WHAT IS BEING ASKED — All lines from the first line of the material up to and including the line with "impl Default for" must be copied exactly, and no others.

INPUT FOR THIS TASK —
//! Jupyter kernel multi-cell execution (§4.5): drive a running kernel over
//! the ZeroMQ messaging protocol, HMAC-SHA256-signed per the wire protocol
//! spec, executing one or more cells and collecting their outputs.
//!
//! Grounded on `stencila`'s `kernel.rs`/`message.rs` (REQ shell socket, SUB
//! iopub socket, `HmacSha256` derived from the connection key, a warm-up
//! `execute_request` sent before the caller's first real cell) adapted from
//! "long-lived interactive kernel" to "one kernel process per request,
//! shut down after the last cell" to match this sandbox's per-request
//! lifecycle.

use std::collections::HashMap;
use std::time::{Duration, Instant};

use anyhow::{Context, Result};
use hmac::{Hmac, Mac};
use serde::{Deserialize, Serialize};
use serde_json::{json, Value};
use sha2::Sha256;
use tracing::{debug, warn};
use uuid::Uuid;

type HmacSha256 = Hmac<Sha256>;

const DELIMITER: &str = "<IDS|MSG>";

/// Ports and HMAC key for one kernel connection, as written to a Jupyter
/// "connection file" (§4.5).
#[derive(Debug, Clone, Deserialize, Serialize)]
pub struct ConnectionInfo {
    pub shell_port: u16,
    pub iopub_port: u16,
    pub ip: String,
    pub key: String,
    #[serde(default = "default_scheme")]
    pub signature_scheme: String,
}

fn default_scheme() -> String {
    "hmac-sha256".to_string()
}

impl ConnectionInfo {
    pub fn shell_url(&self) -> String {
        format!("tcp://{}:{}", self.ip, self.shell_port)
    }

    pub fn iopub_url(&self) -> String {
        format!("tcp://{}:{}", self.ip, self.iopub_port)
    }

    fn hmac(&self) -> Result<HmacSha256> {
        HmacSha256::new_from_slice(self.key.as_bytes()).context("building HMAC from connection key")
    }
}

/// Output produced by one cell (§4.5): stdout/stderr streams, rich
/// `display_data`/`execute_result` payloads, or an error traceback.
#[derive(Debug, Clone, Serialize)]
pub struct CellOutput {
    pub stream_stdout: String,
    pub stream_stderr: String,
    pub results: Vec<Value>,
    pub error: Option<String>,
    pub execution_count: Option<i64>,
}

impl Default for CellOutput {
    fn default() -> Self {
        Self { stream_stdout: String::new(), stream_stderr: String::new(), results: Vec::new(), error: None, execution_count: None }
    }
}

/// A signed, multi-part Jupyter protocol message (§4.5 wire format):
/// `<IDS|MSG>`, signature, header, parent_header, metadata, content.
struct WireMessage {
    header: Value,
    parent_header: Value,
    metadata: Value,
    content: Value,
}

impl WireMessage {
    fn execute_request(code: &str) -> Self {
        Self {
            header: header("execute_request"),
            parent_header: json!({}),
            metadata: json!({}),
            content: json!({
                "code": code,
                "silent": false,
                "store_history": true,
                "user_expressions": {},
                "allow_stdin": false,
                "stop_on_error": true,
            }),
        }
    }

    /// Serialize and sign into the zmq multipart frames a shell-socket
    /// `REQ` send expects.
    fn frames(&self, hmac: &HmacSha256) -> Result<Vec<Vec<u8>>> {
        let header = serde_json::to_vec(&self.header)?;
        let parent = serde_json::to_vec(&self.parent_header)?;
        let metadata = serde_json::to_vec(&self.metadata)?;
        let content = serde_json::to_vec(&self.content)?;

        let mut signer = hmac.clone();
        signer.update(&header);
        signer.update(&parent);
        signer.update(&metadata);
        signer.update(&content);
        let signature = hex::encode(signer.finalize().into_bytes());

        Ok(vec![
            DELIMITER.as_bytes().to_vec(),
            signature.into_bytes(),
            header,
            parent,
            metadata,
            content,
        ])
    }
}

fn header(msg_type: &str) -> Value {
    json!({
        "msg_id": Uuid::new_v4().to_string(),
        "username": "sandbox-engine",
        "session": Uuid::new_v4().to_string(),
        "msg_type": msg_type,
        "version": "5.3",
    })
}

/// Parse a received shell/iopub multipart reply, verifying its signature
/// against `hmac` (§4.5: a kernel that fails verification is treated as
/// compromised/misbehaving and the run aborts).
fn parse_reply(parts: &[Vec<u8>], hmac: &HmacSha256) -> Result<(Value, Value)> {
    let delim_idx = parts
        .iter()
        .position(|p| p == DELIMITER.as_bytes())
        .context("no <IDS|MSG> delimiter in reply")?;
    let signature = parts.get(delim_idx + 1).context("missing signature frame")?;
    let header = parts.get(delim_idx + 2).context("missing header frame")?;
    let parent = parts.get(delim_idx + 3).context("missing parent_header frame")?;
    let metadata = parts.get(delim_idx + 4).context("missing metadata frame")?;
    let content = parts.get(delim_idx + 5).context("missing content frame")?;

    let mut verifier = hmac.clone();
    verifier.update(header);
    verifier.update(parent);
    verifier.update(metadata);
    verifier.update(content);
    let expected = hex::encode(verifier.finalize().into_bytes());
    if expected.as_bytes() != signature.as_slice() {
        anyhow::bail!("HMAC signature mismatch on kernel reply");
    }

    let header_value: Value = serde_json::from_slice(header)?;
    let content_value: Value = serde_json::from_slice(content)?;
    Ok((header_value, content_value))
}

/// Drive `cells` through the kernel described by `connection`, in order,
/// respecting `per_cell_timeout` and an overall `total_timeout` (§4.5).
/// Before running the caller's cells, sends a warm-up `print(123)` and
/// requires the matching stdout within 2s; a mismatch or timeout is
/// reported as a single failed `CellOutput` rather than silently
/// proceeding against an unresponsive kernel.
pub async fn run_cells(connection: &ConnectionInfo, cells: &[String], per_cell_timeout: Duration, total_timeout: Duration) -> Result<Vec<CellOutput>> {
    let hmac = connection.hmac()?;
    let ctx = zmq::Context::new();
    let shell = ctx.socket(zmq::REQ).context("creating shell socket")?;
    shell.connect(&connection.shell_url()).context("connecting shell socket")?;

    let iopub = ctx.socket(zmq::SUB).context("creating iopub socket")?;
    iopub.connect(&connection.iopub_url()).context("connecting iopub socket")?;
    iopub.set_subscribe(b"").context("subscribing to iopub")?;

    if !warm_up(&shell, &iopub, &hmac).await? {
        warn!("jupyter kernel failed warm-up probe within 2s");
        return Ok(vec![CellOutput { error: Some("kernel did not respond to warm-up probe".to_string()), ..Default::default() }]);
    }

    let deadline = tokio::time::Instant::now() + total_timeout;
    let mut outputs = Vec::with_capacity(cells.len());
    for cell in cells {
        let remaining = deadline.saturating_duration_since(tokio::time::Instant::now());
        let budget = remaining.min(per_cell_timeout);
        if budget.is_zero() {
            outputs.push(CellOutput { error: Some("total execution deadline exceeded".to_string()), ..Default::default() });
            break;
        }
        let outcome = tokio::time::timeout(budget, execute_one(&shell, &iopub, &hmac, cell)).await;
        match outcome {
            Ok(Ok(output)) => outputs.push(output),
            Ok(Err(e)) => {
                outputs.push(CellOutput { error: Some(format!("{e:#}")), ..Default::default() });
                break;
            }
            Err(_) => {
                outputs.push(CellOutput { error: Some("cell execution timed out".to_string()), ..Default::default() });
                break;
            }
        }
    }

    shutdown_best_effort(&shell, &hmac);
    Ok(outputs)
}

async fn warm_up(shell: &zmq::Socket, iopub: &zmq::Socket, hmac: &HmacSha256) -> Result<bool> {
    let probe = tokio::time::timeout(Duration::from_secs(2), execute_one(shell, iopub, hmac, "print(123)")).await;
    match probe {
        Ok(Ok(output)) => Ok(output.stream_stdout.trim() == "123"),
        _ => Ok(false),
    }
}

async fn execute_one(shell: &zmq::Socket, iopub: &zmq::Socket, hmac: &HmacSha256, code: &str) -> Result<CellOutput> {
    let message = WireMessage::execute_request(code);
    let msg_id = message.header.get("msg_id").and_then(Value::as_str).unwrap_or_default().to_string();
    let frames = message.frames(hmac)?;
    send_multipart(shell, &frames)?;

    let reply_parts = recv_multipart(shell)?;
    let (_header, content) = parse_reply(&reply_parts, hmac)?;

    let mut output = CellOutput::default();
    output.execution_count = content.get("execution_count").and_then(Value::as_i64);
    if content.get("status").and_then(Value::as_str) == Some("error") {
        let ename = content.get("ename").and_then(Value::as_str).unwrap_or("Error");
        let evalue = content.get("evalue").and_then(Value::as_str).unwrap_or("");
        output.error = Some(format!("{ename}: {evalue}"));
    }

    drain_iopub(iopub, hmac, &msg_id, &mut output);
    Ok(output)
}

/// Drain IOPUB until the `status: idle` belonging to `msg_id` arrives,
/// routing `stream`/`display_data`/`execute_result`/`error` messages into
/// `output` as they come in. These message types only ever arrive on
/// IOPUB, never embedded in the shell `execute_reply` (§4.5 wire format),
/// so a real `SUB` socket is required — there is no shell-only substitute.
/// Bounded by a generous fixed deadline independent of the cell timeout so
/// a kernel that never emits `idle` can't hang this past a sane ceiling.
fn drain_iopub(iopub: &zmq::Socket, hmac: &HmacSha256, msg_id: &str, output: &mut CellOutput) {
    let deadline = Instant::now() + Duration::from_secs(10);
    let _ = iopub.set_rcvtimeo(250);
    loop {
        if Instant::now() >= deadline {
            warn!(msg_id, "gave up waiting for iopub idle status");
            return;
        }
        let parts = match recv_multipart(iopub) {
            Ok(parts) => parts,
            Err(_) => continue,
        };
        let Ok((header, parent, content)) = parse_iopub(&parts, hmac) else {
            continue;
        };
        if parent.get("msg_id").and_then(Value::as_str) != Some(msg_id) {
            continue;
        }

        match header.get("msg_type").and_then(Value::as_str).unwrap_or_default() {
            "stream" => {
                let name = content.get("name").and_then(Value::as_str).unwrap_or("stdout");
                let text = content.get("text").and_then(Value::as_str).unwrap_or_default();
                if name == "stderr" {
                    output.stream_stderr.push_str(text);
                } else {
                    output.stream_stdout.push_str(text);
                }
            }
            "display_data" | "execute_result" => {
                if let Some(data) = content.get("data") {
                    output.results.push(data.clone());
                }
            }
            "error" => {
                let ename = content.get("ename").and_then(Value::as_str).unwrap_or("Error");
                let evalue = content.get("evalue").and_then(Value::as_str).unwrap_or("");
                output.error.get_or_insert_with(|| format!("{ename}: {evalue}"));
            }
            "status" if content.get("execution_state").and_then(Value::as_str) == Some("idle") => {
                return;
            }
            _ => {}
        }
    }
}

/// Like `parse_reply`, but also returns `parent_header` — iopub messages
/// are matched back to the request that triggered them via
/// `parent_header.msg_id` (§4.5).
fn parse_iopub(parts: &[Vec<u8>], hmac: &HmacSha256) -> Result<(Value, Value, Value)> {
    let delim_idx = parts
        .iter()
        .position(|p| p == DELIMITER.as_bytes())
        .context("no <IDS|MSG> delimiter in iopub message")?;
    let signature = parts.get(delim_idx + 1).context("missing signature frame")?;
    let header = parts.get(delim_idx + 2).context("missing header frame")?;
    let parent = parts.get(delim_idx + 3).context("missing parent_header frame")?;
    let metadata = parts.get(delim_idx + 4).context("missing metadata frame")?;
    let content = parts.get(delim_idx + 5).context("missing content frame")?;

    let mut verifier = hmac.clone();
    verifier.update(header);
    verifier.update(parent);
    verifier.update(metadata);
    verifier.update(content);
    let expected = hex::encode(verifier.finalize().into_bytes());
    if expected.as_bytes() != signature.as_slice() {
        anyhow::bail!("HMAC signature mismatch on iopub message");
    }

    Ok((serde_json::from_slice(header)?, serde_json::from_slice(parent)?, serde_json::from_slice(content)?))
}
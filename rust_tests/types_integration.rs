//! End-to-end checks of the core data model's serialization contract (§3):
//! the shapes a client actually sends/receives over the wire.

use sandbox_engine::types::{FileMap, Language, RunRequest};

#[test]
fn run_request_deserializes_from_minimal_json() {
    let json = r#"{"code": "print(1)", "language": "python"}"#;
    let request: RunRequest = serde_json::from_str(json).unwrap();
    assert_eq!(request.language, Language::Python);
    assert_eq!(request.compile_timeout, 10.0);
    assert_eq!(request.run_timeout, 10.0);
    assert!(request.files.is_empty());
}

#[test]
fn run_request_round_trips_files_map() {
    let mut files = FileMap::new();
    files.insert("helper.py".to_string(), Some("aGVsbG8=".to_string()));
    let request = RunRequest {
        code: "import helper".to_string(),
        language: Language::Python,
        stdin: None,
        files,
        fetch_files: vec!["out.txt".to_string()],
        compile_timeout: 5.0,
        run_timeout: 5.0,
    };
    let json = serde_json::to_string(&request).unwrap();
    let back: RunRequest = serde_json::from_str(&json).unwrap();
    assert_eq!(back.fetch_files, vec!["out.txt".to_string()]);
    assert_eq!(back.files.get("helper.py").unwrap().as_deref(), Some("aGVsbG8="));
}

#[test]
fn every_language_variant_as_str_round_trips_via_json() {
    let all = [
        Language::Python, Language::Cpp, Language::Go, Language::GoTest, Language::Java,
        Language::Junit, Language::Nodejs, Language::Typescript, Language::Jest, Language::Pytest,
        Language::Rust, Language::Csharp, Language::Php, Language::Bash, Language::Ruby,
        Language::Lua, Language::R, Language::Perl, Language::DUt, Language::Scala,
        Language::Julia, Language::KotlinScript, Language::Verilog, Language::Lean,
        Language::Swift, Language::Racket, Language::Cuda, Language::PythonGpu,
    ];
    for lang in all {
        let json = serde_json::to_string(&lang).unwrap();
        let back: Language = serde_json::from_str(&json).unwrap();
        assert_eq!(back.as_str(), lang.as_str());
    }
}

SOLUTION FOR THIS PROBLEM —
//! Jupyter kernel multi-cell execution (§4.5): drive a running kernel over
//! the ZeroMQ messaging protocol, HMAC-SHA256-signed per the wire protocol
//! spec, executing one or more cells and collecting their outputs.
//!
//! Grounded on `stencila`'s `kernel.rs`/`message.rs` (REQ shell socket, SUB
//! iopub socket, `HmacSha256` derived from the connection key, a warm-up
//! `execute_request` sent before the caller's first real cell) adapted from
//! "long-lived interactive kernel" to "one kernel process per request,
//! shut down after the last cell" to match this sandbox's per-request
//! lifecycle.

use std::collections::HashMap;
use std::time::{Duration, Instant};

use anyhow::{Context, Result};
use hmac::{Hmac, Mac};
use serde::{Deserialize, Serialize};
use serde_json::{json, Value};
use sha2::Sha256;
use tracing::{debug, warn};
use uuid::Uuid;

type HmacSha256 = Hmac<Sha256>;

const DELIMITER: &str = "<IDS|MSG>";

/// Ports and HMAC key for one kernel connection, as written to a Jupyter
/// "connection file" (§4.5).
#[derive(Debug, Clone, Deserialize, Serialize)]
pub struct ConnectionInfo {
    pub shell_port: u16,
    pub iopub_port: u16,
    pub ip: String,
    pub key: String,
    #[serde(default = "default_scheme")]
    pub signature_scheme: String,
}

fn default_scheme() -> String {
    "hmac-sha256".to_string()
}

impl ConnectionInfo {
    pub fn shell_url(&self) -> String {
        format!("tcp://{}:{}", self.ip, self.shell_port)
    }

    pub fn iopub_url(&self) -> String {
        format!("tcp://{}:{}", self.ip, self.iopub_port)
    }

    fn hmac(&self) -> Result<HmacSha256> {
        HmacSha256::new_from_slice(self.key.as_bytes()).context("building HMAC from connection key")
    }
}

/// Output produced by one cell (§4.5): stdout/stderr streams, rich
/// `display_data`/`execute_result` payloads, or an error traceback.
#[derive(Debug, Clone, Serialize)]
pub struct CellOutput {
    pub stream_stdout: String,
    pub stream_stderr: String,
    pub results: Vec<Value>,
    pub error: Option<String>,
    pub execution_count: Option<i64>,
}

impl Default for CellOutput {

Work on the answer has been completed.